[Stored items]
────────────────────────────────────────
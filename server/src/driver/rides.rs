// III-IV
// Copyright 2023 Julio Merino
//
// Licensed under the Apache License, Version 2.0 (the "License"); you may not
// use this file except in compliance with the License.  You may obtain a copy
// of the License at:
//
//     http://www.apache.org/licenses/LICENSE-2.0
//
// Unless required by applicable law or agreed to in writing, software
// distributed under the License is distributed on an "AS IS" BASIS, WITHOUT
// WARRANTIES OR CONDITIONS OF ANY KIND, either express or implied.  See the
// License for the specific language governing permissions and limitations
// under the License.

//! Operations on rides and their passengers.

use crate::db;
use crate::driver::Driver;
use crate::driver::policy::{check_elevated, check_ride_access};
use crate::model::*;
use rideshare_core::db::DbError;
use rideshare_core::driver::{DriverError, DriverResult};

impl Driver {
    /// Gets all rides.
    pub(crate) async fn get_rides(self) -> DriverResult<Vec<Ride>> {
        let rides = db::get_rides(&mut self.db.ex().await?).await?;
        Ok(rides)
    }

    /// Gets all rides driven by `driver`.
    pub(crate) async fn get_rides_by_driver(self, driver: AccountId) -> DriverResult<Vec<Ride>> {
        let rides = db::get_rides_by_driver(&mut self.db.ex().await?, driver).await?;
        Ok(rides)
    }

    /// Gets all rides that go exactly from `start` to `end`.
    pub(crate) async fn get_rides_by_destination(
        self,
        start: Coordinates,
        end: Coordinates,
    ) -> DriverResult<Vec<Ride>> {
        let rides = db::get_rides_by_destination(&mut self.db.ex().await?, start, end).await?;
        Ok(rides)
    }

    /// Gets the ride identified by `id`.
    pub(crate) async fn get_ride(self, id: RideId) -> DriverResult<Ride> {
        let ride = db::get_ride(&mut self.db.ex().await?, id).await?;
        Ok(ride)
    }

    /// Gets the payments of the passengers of the ride identified by `id`.
    pub(crate) async fn get_passengers(self, id: RideId) -> DriverResult<Vec<Payment>> {
        let mut ex = self.db.ex().await?;
        db::get_ride(&mut ex, id).await?;
        let payments = db::get_payments_by_ride(&mut ex, id).await?;
        Ok(payments)
    }

    /// Creates a new ride described by `details`.
    ///
    /// The caller becomes the driver unless the details name one.  Only administrators and
    /// moderators can create rides on behalf of somebody else.
    pub(crate) async fn add_ride(
        self,
        whoami: Principal,
        details: RideDetails,
    ) -> DriverResult<Ride> {
        let driver = details.driver.unwrap_or(whoami.id);
        if driver != whoami.id {
            check_elevated(&whoami, "create rides for other drivers")?;
        }

        let mut tx = self.db.begin().await?;

        match db::get_account(tx.ex(), driver).await {
            Ok(_) => (),
            Err(DbError::NotFound) => {
                return Err(DriverError::NotFound(format!("Driver {} not found", driver)));
            }
            Err(e) => return Err(e.into()),
        }
        let ride = db::create_ride(tx.ex(), driver, details.start, details.end, details.route)
            .await
            .map_err(|e| match (e, details.route) {
                (DbError::NotFound, Some(route)) => {
                    DriverError::NotFound(format!("Route {} not found", route))
                }
                (e, _) => e.into(),
            })?;

        tx.commit().await?;
        log::info!("Created ride {} for driver {}", ride.id(), driver);
        Ok(ride)
    }

    /// Updates the ride identified by `id` with new `details`.
    ///
    /// `body_id` is the identifier the client included in the request, if any, and it must match
    /// `id`.  The status of the ride is not affected.
    pub(crate) async fn update_ride(
        self,
        whoami: Principal,
        id: RideId,
        body_id: Option<RideId>,
        details: RideDetails,
    ) -> DriverResult<Ride> {
        if let Some(body_id) = body_id {
            if body_id != id {
                return Err(DriverError::InvalidInput(format!(
                    "Ride identifier {} in body does not match {} in path",
                    body_id, id
                )));
            }
        }

        let mut tx = self.db.begin().await?;

        let ride = db::get_ride(tx.ex(), id).await?;
        check_ride_access(&whoami, &ride)?;
        if details.driver.is_some_and(|driver| driver != *ride.driver()) {
            check_elevated(&whoami, "reassign rides to other drivers")?;
        }
        let ride = ride.with_details(details);
        db::update_ride(tx.ex(), &ride).await?;

        tx.commit().await?;
        Ok(ride)
    }

    /// Deletes the ride identified by `id` along with its payments.
    pub(crate) async fn delete_ride(self, whoami: Principal, id: RideId) -> DriverResult<()> {
        let mut tx = self.db.begin().await?;

        let ride = db::get_ride(tx.ex(), id).await?;
        check_ride_access(&whoami, &ride)?;
        let payments = db::delete_payments_by_ride(tx.ex(), id).await?;
        db::delete_ride(tx.ex(), id).await?;

        tx.commit().await?;
        log::info!("Deleted ride {} and its {} payments", id, payments);
        Ok(())
    }

    /// Moves the ride identified by `id` to the status computed by `next`, failing with
    /// `InvalidState` if `next` does not allow the transition.  `verb` names the transition.
    async fn transition_ride(
        self,
        whoami: Principal,
        id: RideId,
        next: fn(RideStatus) -> Option<RideStatus>,
        verb: &str,
    ) -> DriverResult<Ride> {
        let mut tx = self.db.begin().await?;

        let ride = db::get_ride(tx.ex(), id).await?;
        check_ride_access(&whoami, &ride)?;
        let status = match next(*ride.status()) {
            Some(status) => status,
            None => {
                return Err(DriverError::InvalidState(format!(
                    "Cannot {} ride {} because it is {}",
                    verb,
                    id,
                    ride.status().as_str()
                )));
            }
        };
        let ride = ride.with_status(status);
        db::update_ride(tx.ex(), &ride).await?;

        tx.commit().await?;
        log::info!("Ride {} is now {}", id, status.as_str());
        Ok(ride)
    }

    /// Starts the pending ride identified by `id`.
    pub(crate) async fn start_ride(self, whoami: Principal, id: RideId) -> DriverResult<Ride> {
        self.transition_ride(whoami, id, RideStatus::start, "start").await
    }

    /// Stops the started ride identified by `id`.
    pub(crate) async fn stop_ride(self, whoami: Principal, id: RideId) -> DriverResult<Ride> {
        self.transition_ride(whoami, id, RideStatus::stop, "stop").await
    }

    /// Adds the caller as a passenger of the ride identified by `id` with an unpaid payment.
    pub(crate) async fn join_ride(self, whoami: Principal, id: RideId) -> DriverResult<Ride> {
        let mut tx = self.db.begin().await?;

        let ride = db::get_ride(tx.ex(), id).await?;
        if !ride.status().accepts_passengers() {
            return Err(DriverError::InvalidState(format!(
                "Cannot join ride {} because it is {}",
                id,
                ride.status().as_str()
            )));
        }
        db::create_payment(tx.ex(), id, whoami.id).await.map_err(|e| match e {
            DbError::AlreadyExists => DriverError::AlreadyExists(format!(
                "Account {} already joined ride {}",
                whoami.id, id
            )),
            e => e.into(),
        })?;

        tx.commit().await?;
        Ok(ride)
    }

    /// Removes the caller from the passengers of the ride identified by `id`.
    ///
    /// Leaving a ride that the caller is not part of is not an error.
    pub(crate) async fn leave_ride(self, whoami: Principal, id: RideId) -> DriverResult<Ride> {
        let mut tx = self.db.begin().await?;

        let ride = db::get_ride(tx.ex(), id).await?;
        match db::delete_payment(tx.ex(), id, whoami.id).await {
            Ok(()) => (),
            Err(DbError::NotFound) => {
                log::warn!("Account {} tried to leave ride {} without being in it", whoami.id, id);
            }
            Err(e) => return Err(e.into()),
        }

        tx.commit().await?;
        Ok(ride)
    }
}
────────────────────────────────────────
Once you have read the records above, say how many of their lines contain the word "details", giving only that figure.

10